- _Problem_:
Output each entry verbatim.

- _Data for processing_:
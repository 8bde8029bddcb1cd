/// Straight-alpha RGBA color with `f32` channels in `[0, 1]`.
///
/// Unlike premultiplied UI colors, game assets and level files express colors
/// with independent alpha, and blending is selected per request via [`Blend`].
///
/// [`Blend`]: super::Blend
#[derive(Debug, Copy, Clone, PartialEq)]
pub struct Color {
    pub r: f32,
    pub g: f32,
    pub b: f32,
    pub a: f32,
}

impl Color {
    pub const BLACK: Color = Color::rgb(0.0, 0.0, 0.0);
    pub const WHITE: Color = Color::rgb(1.0, 1.0, 1.0);
    pub const RED: Color = Color::rgb(1.0, 0.0, 0.0);
    pub const GREEN: Color = Color::rgb(0.0, 1.0, 0.0);
    pub const BLUE: Color = Color::rgb(0.0, 0.0, 1.0);
    pub const YELLOW: Color = Color::rgb(1.0, 1.0, 0.0);

    #[inline]
    pub const fn new(r: f32, g: f32, b: f32, a: f32) -> Self {
        Self { r, g, b, a }
    }

    /// Opaque color.
    #[inline]
    pub const fn rgb(r: f32, g: f32, b: f32) -> Self {
        Self::new(r, g, b, 1.0)
    }

    /// Builds a color from 3 (opaque) or 4 components, as found in data files.
    pub fn from_components(c: &[f32]) -> Option<Self> {
        match *c {
            [r, g, b] => Some(Self::rgb(r, g, b)),
            [r, g, b, a] => Some(Self::new(r, g, b, a)),
            _ => None,
        }
    }

    #[inline]
    pub fn is_finite(self) -> bool {
        self.r.is_finite() && self.g.is_finite() && self.b.is_finite() && self.a.is_finite()
    }
}

impl Default for Color {
    /// Opaque white: the neutral tint.
    fn default() -> Self {
        Self::WHITE
    }
}

#[cfg(test)]
mod tests {
    use super::*;

    #[test]
    fn default_is_white() {
        assert_eq!(Color::default(), Color::WHITE);
    }

    #[test]
    fn from_components_accepts_rgb_and_rgba() {
        assert_eq!(Color::from_components(&[1.0, 0.5, 0.0]), Some(Color::rgb(1.0, 0.5, 0.0)));
        assert_eq!(Color::from_components(&[0.0, 0.0, 0.0, 0.5]), Some(Color::new(0.0, 0.0, 0.0, 0.5)));
        assert_eq!(Color::from_components(&[1.0]), None);
    }
}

- _Output for this exercise_:
repository 8bde8029bddcb1cd
/// Straight-alpha RGBA color with `f32` channels in `[0, 1]`.
///
/// Unlike premultiplied UI colors, game assets and level files express colors
/// with independent alpha, and blending is selected per request via [`Blend`].
///
/// [`Blend`]: super::Blend
#[derive(Debug, Copy, Clone, PartialEq)]
pub struct Color {
    pub r: f32,
    pub g: f32,
    pub b: f32,
    pub a: f32,
}

impl Color {
    pub const BLACK: Color = Color::rgb(0.0, 0.0, 0.0);
    pub const WHITE: Color = Color::rgb(1.0, 1.0, 1.0);
    pub const RED: Color = Color::rgb(1.0, 0.0, 0.0);
    pub const GREEN: Color = Color::rgb(0.0, 1.0, 0.0);
    pub const BLUE: Color = Color::rgb(0.0, 0.0, 1.0);
    pub const YELLOW: Color = Color::rgb(1.0, 1.0, 0.0);

    #[inline]
    pub const fn new(r: f32, g: f32, b: f32, a: f32) -> Self {
        Self { r, g, b, a }
    }

    /// Opaque color.
    #[inline]
    pub const fn rgb(r: f32, g: f32, b: f32) -> Self {
        Self::new(r, g, b, 1.0)
    }

    /// Builds a color from 3 (opaque) or 4 components, as found in data files.
    pub fn from_components(c: &[f32]) -> Option<Self> {
        match *c {
            [r, g, b] => Some(Self::rgb(r, g, b)),
            [r, g, b, a] => Some(Self::new(r, g, b, a)),
            _ => None,
        }
    }

    #[inline]
    pub fn is_finite(self) -> bool {
        self.r.is_finite() && self.g.is_finite() && self.b.is_finite() && self.a.is_finite()
    }
}

impl Default for Color {
    /// Opaque white: the neutral tint.
    fn default() -> Self {
        Self::WHITE
    }
}

#[cfg(test)]
mod tests {
    use super::*;

    #[test]
    fn default_is_white() {
        assert_eq!(Color::default(), Color::WHITE);
    }

    #[test]
    fn from_components_accepts_rgb_and_rgba() {
        assert_eq!(Color::from_components(&[1.0, 0.5, 0.0]), Some(Color::rgb(1.0, 0.5, 0.0)));
        assert_eq!(Color::from_components(&[0.0, 0.0, 0.0, 0.5]), Some(Color::new(0.0, 0.0, 0.0, 0.5)));
        assert_eq!(Color::from_components(&[1.0]), None);
    }
}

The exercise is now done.